=== EXERCISE INPUTS ===
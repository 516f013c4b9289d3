//! # Labsmith Core
//!
//! Turns a free-text experiment description into a solution on disk.
//!
//! ## Pipeline
//! - **Document**: read the requirement text (plain text or `.docx`)
//! - **Analysis**: ask the model to classify the requirement, recovering JSON
//!   from unstructured answers
//! - **Generation**: ask the model for a full solution document
//! - **Artifacts**: write the document and split its code blocks into files
//!
//! Every stage runs sequentially; the two model calls share one
//! [`ChatClient`].

pub mod analysis;
pub mod artifacts;
pub mod client;
pub mod config;
pub mod document;
pub mod error;
pub mod generator;
pub mod recovery;

pub use analysis::{parse_analysis, AnalysisRecord, Analyzer};
pub use artifacts::{extract_code_blocks, save, CodeBlock, SavedSolution};
pub use client::ChatClient;
pub use config::{ClientConfig, ConfigOverrides};
pub use document::read_requirement;
pub use error::{Error, ErrorKind, Result};
pub use generator::Generator;
pub use recovery::recover_json;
===
* **PROBLEM TO WORK ON**
How many lines in the listing above contain "ChatClient"? Answer with the number alone.

* **ANSWER TO THE PROBLEM**
2